Handling equivalent file extensions in Snakemake

Question

Essentially, I want to know what the recomended way of handling equivalent file extensions is in snakemake. For example, lets say I have a rule that counts the number of entries in a fasta file. The rule might look something like....

rule count_entries:
    input:
        ["{some}.fasta"]
    output:
        ["{some}.entry_count"]
    shell:
        'grep -c ">" {input[0]} > {output[0]}'

This works great. But what if I want this rule to also permit "{some}.fa" as input?

Is there any clean way to do this?

EDIT:

Here is my best guess at the first proposed sollution. This can probably be turned into a higher order function to be more general purpose but this is the basic idea as I understand it. I don't think this idea really fits any general use case though as it doesn't cooperate with other rules at the "building DAG" stage.

import os

def handle_ext(wcs):
    base = wcs["base"]
    for file_ext in [".fasta", ".fa"]:
        if(os.path.exists(base + file_ext)):
            return [base + file_ext]

rule count_entries:
    input:
        handle_ext
    output:
        ["{base}.entry_count"]
    shell:
        'grep -c ">" {input[0]} > {output[0]}'

EDIT2: Here is the best current sollution as I see it...
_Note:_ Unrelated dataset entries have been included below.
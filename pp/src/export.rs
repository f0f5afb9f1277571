//! Plan rendering for output and file export

use eyre::{Context, Result};
use serde::{Deserialize, Serialize};
use std::fmt::Write;

use crate::scheduler::ScheduleOutcome;

/// Output format for plans
#[derive(Debug, Clone, Copy, PartialEq, Eq, Default, Serialize, Deserialize)]
#[serde(rename_all = "lowercase")]
pub enum ExportFormat {
    #[default]
    Text,
    Json,
    Yaml,
}

impl std::str::FromStr for ExportFormat {
    type Err = String;

    fn from_str(s: &str) -> Result<Self, Self::Err> {
        match s.to_lowercase().as_str() {
            "text" | "plain" => Ok(Self::Text),
            "json" => Ok(Self::Json),
            "yaml" | "yml" => Ok(Self::Yaml),
            _ => Err(format!("Unknown format: {}. Use: text, json, or yaml", s)),
        }
    }
}

impl std::fmt::Display for ExportFormat {
    fn fmt(&self, f: &mut std::fmt::Formatter<'_>) -> std::fmt::Result {
        match self {
            Self::Text => write!(f, "text"),
            Self::Json => write!(f, "json"),
            Self::Yaml => write!(f, "yaml"),
        }
    }
}

/// Render a planning outcome in the requested format
pub fn export_schedule(outcome: &ScheduleOutcome, format: ExportFormat) -> Result<String> {
    tracing::debug!(%format, entries = outcome.plan.len(), "export_schedule: called");
    match format {
        ExportFormat::Text => Ok(render_text(outcome)),
        ExportFormat::Json => serde_json::to_string_pretty(outcome).context("Failed to serialize plan as JSON"),
        ExportFormat::Yaml => serde_yaml::to_string(outcome).context("Failed to serialize plan as YAML"),
    }
}

fn render_text(outcome: &ScheduleOutcome) -> String {
    let plan = &outcome.plan;
    let mut out = String::new();
    let _ = writeln!(out, "Plan for {} ({})", plan.date, plan.strategy);

    if plan.is_empty() {
        let _ = writeln!(out, "  (nothing scheduled)");
    }
    for entry in &plan.entries {
        let _ = writeln!(
            out,
            "  {} {}: {} [priority {}, {}m]",
            entry.slot, entry.pet_name, entry.task.description, entry.task.priority, entry.task.duration
        );
    }
    let _ = writeln!(out, "Total: {}m", plan.total_minutes());

    if !outcome.unscheduled.is_empty() {
        let _ = writeln!(out, "Unscheduled:");
        for skipped in &outcome.unscheduled {
            let _ = writeln!(
                out,
                "  {}: {} ({})",
                skipped.pet_name, skipped.task.description, skipped.reason
            );
        }
    }
    out
}
//! Record identifiers
//!
//! All IDs use the format: `{8-char-hex}-{kind}-{slug}`
//! Example: `9f3c01aa-task-morning-walk`
//!
//! The hex part comes from the random tail of a UUIDv7, so two records with
//! the same title created in the same millisecond still get distinct IDs.

use serde::{Deserialize, Serialize};

/// Generate an ID from a record kind and title
pub fn generate_id(kind: &str, title: &str) -> String {
    let uuid = uuid::Uuid::now_v7().simple().to_string();
    let hex = &uuid[uuid.len() - 8..];
    let slug = slugify(title);
    if slug.is_empty() {
        format!("{}-{}", hex, kind)
    } else {
        format!("{}-{}-{}", hex, kind, slug)
    }
}

/// Slugify a title for use in IDs
fn slugify(title: &str) -> String {
    title
        .to_lowercase()
        .chars()
        // Strip apostrophes entirely, replace other non-alphanumeric with hyphens
        .filter_map(|c| {
            if c.is_alphanumeric() {
                Some(c)
            } else if c == '\'' || c == '\u{2019}' || c == '\u{2018}' {
                None
            } else {
                Some('-')
            }
        })
        .collect::<String>()
        .split('-')
        .filter(|s| !s.is_empty())
        .collect::<Vec<_>>()
        .join("-")
}

macro_rules! record_id {
    ($(#[$meta:meta])* $name:ident, $kind:literal) => {
        $(#[$meta])*
        #[derive(Debug, Clone, PartialEq, Eq, PartialOrd, Ord, Hash, Serialize, Deserialize)]
        #[serde(transparent)]
        pub struct $name(String);

        impl $name {
            /// Create a fresh ID whose slug is derived from `title`
            pub fn new(title: &str) -> Self {
                Self(generate_id($kind, title))
            }

            /// Get the full ID string
            pub fn as_str(&self) -> &str {
                &self.0
            }

            /// Get the hex prefix
            pub fn hex_prefix(&self) -> &str {
                self.0.split('-').next().unwrap_or_default()
            }
        }

        impl Default for $name {
            fn default() -> Self {
                Self(generate_id($kind, ""))
            }
        }

        impl std::fmt::Display for $name {
            fn fmt(&self, f: &mut std::fmt::Formatter<'_>) -> std::fmt::Result {
                write!(f, "{}", self.0)
            }
        }

        impl From<&str> for $name {
            fn from(s: &str) -> Self {
                Self(s.to_string())
            }
        }

        impl AsRef<str> for $name {
            fn as_ref(&self) -> &str {
                &self.0
            }
        }
    };
}

record_id!(
    /// Handle of a pet inside its owner's pet list
    PetId,
    "pet"
);

record_id!(
    /// Handle of a task inside its pet's task list
    TaskId,
    "task"
);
count_entries_cmd = 'grep -c ">" {input} > {output}'
count_entries_output = "{some}.entry_count"

rule count_entries_fasta:
    input:
        "{some}.fasta"
    output:
        count_entries_output
    shell:
        count_entries_cmd

rule count_entries_fa:
    input:
        "{some}.fa"
    output:
        count_entries_output
    shell:
        count_entries_cmd

Just using a python function may be the best possible solution. I don't believe snakemake has any in-built solution for this. — Manavalan Gajapathy, May 30 '19 at 18:38
See this for using [function as input files](https://snakemake.readthedocs.io/en/stable/snakefiles/rules.html#functions-as-input-files). — Manavalan Gajapathy, May 30 '19 at 19:29
See my edit in OP for an example that fits this use case. It still seems pretty ugly and awkward. Also it doesn't really work with other rules well or at all really as it only knows whether or not a .fasta is the correct input once the file exists. — Nolan Hartwick, May 30 '19 at 19:33

Dmitry Kuzminov · Answer 1 · 2019-06-01T17:09:26.123

1

One thing I noticed is that you are trying to specify lists of files in both input and output sections but actually your rule takes a single file and produces another file. I propose you a straightforward solution of specifying two separate rules for different extensions:

rule count_entries_fasta:
    input:
        "{some}.fasta"
    output:
        "{some}.entry_count"
    shell:
        'grep -c ">" {input} > {output}'

rule count_entries_fa:
    input:
        "{some}.fa"
    output:
        "{some}.entry_count"
    shell:
        'grep -c ">" {input} > {output}'

These rules are not ambiguous unless you keep files with the same {some} name and different extension in the same folder (which I hope you don't do).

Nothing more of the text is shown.